■ **Exercise description**
Would you set down every entry again, exactly as written?

■ **Extracted records**
_____
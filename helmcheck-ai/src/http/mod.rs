//! HTTP layer shared by the backend adapters
//!
//! This module implements the transport for helmcheck, handling:
//! - Connection pooling and client management
//! - Bearer authentication and credential format checks
//! - Error mapping and retry hints
//! - Request ID generation and correlation

pub mod auth;
pub mod client;
pub mod error;

pub use auth::{token_source, BearerAuth, Credential, EnvToken, StaticToken, TokenFormat, TokenSource};
pub use client::HttpClient;
pub use error::{map_http_error, map_transport_error, parse_retry_after};

/// User agent sent with every request
pub const USER_AGENT: &str = concat!("helmcheck/", env!("CARGO_PKG_VERSION"));

/// Chat completion endpoint path, relative to a provider's base URL
pub const CHAT_COMPLETIONS: &str = "/chat/completions";

/// Model listing endpoint path, relative to a provider's base URL
pub const MODELS: &str = "/models";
_____
■ **Answer to the problem**
filename helmcheck-ai/src/http/mod.rs
//! HTTP layer shared by the backend adapters
//!
//! This module implements the transport for helmcheck, handling:
//! - Connection pooling and client management
//! - Bearer authentication and credential format checks
//! - Error mapping and retry hints
//! - Request ID generation and correlation

pub mod auth;
pub mod client;
pub mod error;

pub use auth::{token_source, BearerAuth, Credential, EnvToken, StaticToken, TokenFormat, TokenSource};
pub use client::HttpClient;
pub use error::{map_http_error, map_transport_error, parse_retry_after};

/// User agent sent with every request
pub const USER_AGENT: &str = concat!("helmcheck/", env!("CARGO_PKG_VERSION"));

/// Chat completion endpoint path, relative to a provider's base URL
pub const CHAT_COMPLETIONS: &str = "/chat/completions";

/// Model listing endpoint path, relative to a provider's base URL
pub const MODELS: &str = "/models";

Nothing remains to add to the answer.